Progressive Parents Sit Their Kid Down For Talk About The Birds And The Bees And The Birds Who Want To Become Bees And The Bees Who Identify As Birds And Buckle Up, This Might Take A While
PORTLAND, OR—Local progressive parents Ken and Molly Harper decided it was time to have "the talk" with their preteen daughter, Rayne.
"Honey, it's time we have a little talk about the birds and the bees," Mr. Harper began nervously. "Not that birds necessarily have to be birds, mind you! I'm not suggesting that we assign biological species at birth. May Gaea forbid it!" After apologizing to any birds he might have offended, he continued. "All I'm saying is that, well, uh---honey, you got anything?"
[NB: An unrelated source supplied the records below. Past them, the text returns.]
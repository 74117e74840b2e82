// Copyright © 2024 The keccak-collision authors
//
// This file is part of keccak-collision.
//
// keccak-collision is free software: you can redistribute it and/or modify it under
// the terms of the Mozilla Public License Version 2.0 as published by the
// Mozilla Foundation. See <https://mozilla.org/en-US/MPL/2.0/>.

//! This module contains byte helpers shared by the constructions and the attack.

pub mod bytes;
// Copyright © 2024 The keccak-collision authors
//
// This file is part of keccak-collision.
//
// keccak-collision is free software: you can redistribute it and/or modify it under
// the terms of the Mozilla Public License Version 2.0 as published by the
// Mozilla Foundation. See <https://mozilla.org/en-US/MPL/2.0/>.

//! This module contains the error type [`SpongeError`], which is returned
//! by every fallible function of this crate.

use thiserror::Error;

/// [`SpongeError`] defines the errors that can occur while configuring a sponge,
/// running a collision search, or forging colliding messages.
///
/// Possible entries:
/// - `InvalidParameters` is thrown if the rate, capacity, or output length
///   do not describe a valid sponge instance
/// - `InvalidState` is thrown if bytes can not be interpreted as a Keccak state
/// - `InvalidConfig` is thrown if a collision search can not be set up
/// - `NotACollision` is thrown if the forger is handed two messages which
///   do not collide in the capacity part of their state
/// - `UnalignedMessage` is thrown if a message does not end on a block boundary
/// - `ForgeryMismatch` is thrown if two forged messages do not hash to the same digest
///
/// # Examples
/// ```
/// use keccak_collision::{construction::sponge::Sponge, error::SpongeError};
///
/// let res = Sponge::new(801, 799, 0x06);
///
/// assert!(matches!(res, Err(SpongeError::InvalidParameters(_))));
/// ```
#[derive(Error, Debug, Clone, PartialEq, Eq)]
pub enum SpongeError {
    /// rate, capacity, or output length are invalid
    #[error("invalid sponge parameters. {0}")]
    InvalidParameters(String),
    /// bytes do not describe a Keccak state
    #[error("invalid state. {0}")]
    InvalidState(String),
    /// the collision search is misconfigured
    #[error("invalid search configuration. {0}")]
    InvalidConfig(String),
    /// the witnesses handed to the forger do not collide
    #[error("the given messages do not collide. {0}")]
    NotACollision(String),
    /// a message does not end on a block boundary
    #[error("the message is not aligned to the rate. {0}")]
    UnalignedMessage(String),
    /// forged messages hash to different digests
    #[error("the forged messages do not collide. {0}")]
    ForgeryMismatch(String),
}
Molly Harper patted their daughter on the back. "What your father's trying to say is that, well, the birds and the bees... and, well, let's not leave out the birds who want to become bees, and the bees who identify as birds! Maybe we'd better start there and then we'll circle back to the cisspecies birds and bees."
The couple then got out a large bulletin board and began pinning different clippings on it with thumbtacks, slowly connecting all the pieces of information with a web-like pattern of red yarn. "So you can feel like a bee, but present yourself as a bird, but still be attracted to bees, right? I hope that makes sense."
"Not that I'm saying that's superior to polyamorous birds, heavens no!" he stammered, suddenly realizing he had become a bigot. "Uh, what I meant to say is... uh..."
Rayne Harper asked if this was going to be over anytime soon so she could go back to reading Harry Potter.
"We're not even close," Mrs. Harper said. "You'd better settle in, this might take a while."
16 hours later, they'd gotten a good halfway through "the talk" and decided to leave the discussion about birds having surgeries when they're still hatchlings to become bees until the following day.